First author Shuko Takeda and colleagues report that the cognition of APP23-ob/ob mice declines rapidly. At eight weeks old, both APP23 and ob/ob parental strains perform just as well as wild-type animals in the Morris water maze, cutting the time to find the hidden platform from about 75 seconds to 25 seconds over nine training sessions. But the APP23-ob/ob mice perform poorly already. Remarkably, at the ninth training session, they take as long to find the platform as they did on the first attempt. By 12 weeks of age, they perform no better, and even have difficulty finding the platform when it is in plain view above the murky water. The authors do not think poor vision explains why these animals have trouble finding raised platforms because, after three training sessions, they gradually do improve and are able to find the platform as quickly as control wild-type animals do on the first attempt.

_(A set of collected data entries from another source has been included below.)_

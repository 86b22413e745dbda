//! # Platform API
//!
//! The single seam between the reconciler and the Kubernetes API server.
//!
//! [`PlatformApi`] covers every read the probes need plus the one status write.
//! [`KubePlatformApi`] implements it against a live cluster; tests substitute an
//! in-memory implementation.

use super::health::{AppHealth, SyncStatus};
use super::types::ReconcilerError;
use crate::constants::FIELD_MANAGER;
use crate::crd::ManagedCluster;
use async_trait::async_trait;
use k8s_openapi::api::core::v1::{Pod, Secret};
use kube::api::{ApiResource, DynamicObject, ListParams, Patch, PatchParams};
use kube::core::GroupVersionKind;
use kube::{Api, Client, ResourceExt};
use serde_json::Value;
use std::collections::BTreeMap;
use std::fmt;

/// A continuous-delivery record (ArgoCD Application), reduced to what the reconciler reads
#[derive(Debug, Clone, PartialEq, Eq, Default)]
pub struct AppRecord {
    pub name: String,
    pub labels: BTreeMap<String, String>,
    pub sync: SyncStatus,
    pub health: AppHealth,
    /// `spec.destination.server`
    pub destination_server: Option<String>,
    /// `spec.destination.namespace`
    pub destination_namespace: Option<String>,
}

impl AppRecord {
    /// Extract the record from an `argoproj.io/v1alpha1` Application object
    pub fn from_dynamic(obj: &DynamicObject) -> Self {
        let str_at = |path: &[&str]| -> Option<String> {
            path.iter()
                .try_fold(&obj.data, |value, key| value.get(*key))
                .and_then(Value::as_str)
                .map(str::to_string)
        };

        Self {
            name: obj.name_any(),
            labels: obj.labels().clone(),
            sync: SyncStatus::from_argocd(&str_at(&["status", "sync", "status"]).unwrap_or_default()),
            health: AppHealth::from_argocd(
                &str_at(&["status", "health", "status"]).unwrap_or_default(),
            ),
            destination_server: str_at(&["spec", "destination", "server"]),
            destination_namespace: str_at(&["spec", "destination", "namespace"]),
        }
    }

    pub fn label(&self, key: &str) -> Option<&str> {
        self.labels.get(key).map(String::as_str)
    }
}

/// One workload instance (Pod), reduced to phase and readiness
#[derive(Debug, Clone, PartialEq, Eq, Default)]
pub struct WorkloadInstance {
    pub name: String,
    /// Pod phase (`Pending`, `Running`, `Succeeded`, `Failed`, `Unknown`)
    pub phase: Option<String>,
    /// The `Ready` condition is `True`
    pub ready: bool,
}

impl WorkloadInstance {
    pub fn from_pod(pod: &Pod) -> Self {
        let status = pod.status.as_ref();
        let ready = status
            .and_then(|s| s.conditions.as_ref())
            .is_some_and(|conditions| {
                conditions
                    .iter()
                    .any(|c| c.type_ == "Ready" && c.status == "True")
            });

        Self {
            name: pod.name_any(),
            phase: status.and_then(|s| s.phase.clone()),
            ready,
        }
    }

    /// Completed or evicted instances are not counted
    pub fn is_terminal(&self) -> bool {
        matches!(self.phase.as_deref(), Some("Succeeded" | "Failed"))
    }
}

/// Read and write access to the resources the reconciler works with
#[async_trait]
pub trait PlatformApi: Send + Sync + fmt::Debug {
    /// List ManagedClusters in the configured namespace scope
    async fn list_clusters(&self) -> Result<Vec<ManagedCluster>, ReconcilerError>;

    /// Fetch one ManagedCluster
    async fn get_cluster(&self, namespace: &str, name: &str)
        -> Result<ManagedCluster, ReconcilerError>;

    /// Fetch one Application; `Ok(None)` when it does not exist
    async fn get_application(
        &self,
        namespace: &str,
        name: &str,
    ) -> Result<Option<AppRecord>, ReconcilerError>;

    /// List Applications, optionally filtered by a label selector
    async fn list_applications(
        &self,
        namespace: &str,
        label_selector: Option<&str>,
    ) -> Result<Vec<AppRecord>, ReconcilerError>;

    /// List workload instances in a namespace
    async fn list_workloads(&self, namespace: &str)
        -> Result<Vec<WorkloadInstance>, ReconcilerError>;

    /// Whether a Secret exists; its content is never fetched
    async fn secret_exists(&self, namespace: &str, name: &str) -> Result<bool, ReconcilerError>;

    /// Apply a merge patch to a ManagedCluster's status sub-resource
    async fn patch_cluster_status(
        &self,
        namespace: &str,
        name: &str,
        patch: Value,
    ) -> Result<(), ReconcilerError>;
}

/// [`PlatformApi`] backed by a Kubernetes client
#[derive(Clone)]
pub struct KubePlatformApi {
    client: Client,
    cluster_namespace: Option<String>,
    application: ApiResource,
}

impl fmt::Debug for KubePlatformApi {
    fn fmt(&self, f: &mut fmt::Formatter<'_>) -> fmt::Result {
        f.debug_struct("KubePlatformApi")
            .field("cluster_namespace", &self.cluster_namespace)
            .finish_non_exhaustive()
    }
}

impl KubePlatformApi {
    pub fn new(client: Client, cluster_namespace: Option<String>) -> Self {
        // Application is from argoproj.io/v1alpha1
        let application = ApiResource::from_gvk(&GroupVersionKind::gvk(
            "argoproj.io",
            "v1alpha1",
            "Application",
        ));
        Self {
            client,
            cluster_namespace,
            application,
        }
    }

    fn applications(&self, namespace: &str) -> Api<DynamicObject> {
        Api::namespaced_with(self.client.clone(), namespace, &self.application)
    }

    fn clusters(&self, namespace: &str) -> Api<ManagedCluster> {
        Api::namespaced(self.client.clone(), namespace)
    }
}

#[async_trait]
impl PlatformApi for KubePlatformApi {
    async fn list_clusters(&self) -> Result<Vec<ManagedCluster>, ReconcilerError> {
        let api: Api<ManagedCluster> = match &self.cluster_namespace {
            Some(ns) => self.clusters(ns),
            None => Api::all(self.client.clone()),
        };
        Ok(api.list(&ListParams::default()).await?.items)
    }

    async fn get_cluster(
        &self,
        namespace: &str,
        name: &str,
    ) -> Result<ManagedCluster, ReconcilerError> {
        Ok(self.clusters(namespace).get(name).await?)
    }

    async fn get_application(
        &self,
        namespace: &str,
        name: &str,
    ) -> Result<Option<AppRecord>, ReconcilerError> {
        let app = self.applications(namespace).get_opt(name).await?;
        Ok(app.as_ref().map(AppRecord::from_dynamic))
    }

    async fn list_applications(
        &self,
        namespace: &str,
        label_selector: Option<&str>,
    ) -> Result<Vec<AppRecord>, ReconcilerError> {
        let params = match label_selector {
            Some(selector) => ListParams::default().labels(selector),
            None => ListParams::default(),
        };
        let list = self.applications(namespace).list(&params).await?;
        Ok(list.items.iter().map(AppRecord::from_dynamic).collect())
    }

    async fn list_workloads(
        &self,
        namespace: &str,
    ) -> Result<Vec<WorkloadInstance>, ReconcilerError> {
        let pods: Api<Pod> = Api::namespaced(self.client.clone(), namespace);
        let list = pods.list(&ListParams::default()).await?;
        Ok(list.items.iter().map(WorkloadInstance::from_pod).collect())
    }

    async fn secret_exists(&self, namespace: &str, name: &str) -> Result<bool, ReconcilerError> {
        let secrets: Api<Secret> = Api::namespaced(self.client.clone(), namespace);
        Ok(secrets.get_metadata_opt(name).await?.is_some())
    }

    async fn patch_cluster_status(
        &self,
        namespace: &str,
        name: &str,
        patch: Value,
    ) -> Result<(), ReconcilerError> {
        self.clusters(namespace)
            .patch_status(
                name,
                &PatchParams::apply(FIELD_MANAGER),
                &Patch::Merge(&patch),
            )
            .await?;
        Ok(())
    }
}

One might think that the poor cognitive skills of the APP23-ob/ob mice could be due to greater production of Aβ in the brain as a quirk of the diabetic comorbidity. But while the brain weighed less in 12-month-old animals than in their age-matched APP23 parents, neither strain had developed amyloid plaques in the hippocampus by that age. And though faint plaques appeared in the entorhinal cortex of both strains, total Aβ levels were no different between the two. Where Aβ may enter the picture, though, is through the blood vessels. More Aβ40 deposited in vessels of six-month-old APP23-ob/ob mice compared to APP23 controls. Whether this cerebral amyloid angiopathy (CAA) is related to the eight- and 12-week cognitive deficits is unclear. Interestingly, recent work from Suzanne Craft and colleagues suggests that diabetes sensitizes humans to Aβ pathology. That’s because dementia patients with diabetes seem to have lower Aβ burden than dementia patients free of diabetes (see ARF related news story on Sonnen et al., 2009). While Craft did not look at CAA pathology in those cases, she did find that dementia patients with diabetes had a greater number of microinfarcts, indicative of blood vessel disease. “The role of CAA in dementia is very interesting, and we don’t have a good handle on that yet in humans. This study points to some very interesting possibilities that could be investigated,” she told ARF. (For a recent review on the link between vascular risk factors, diabetes, and cognition, see Knopman and Roberts, 2010.)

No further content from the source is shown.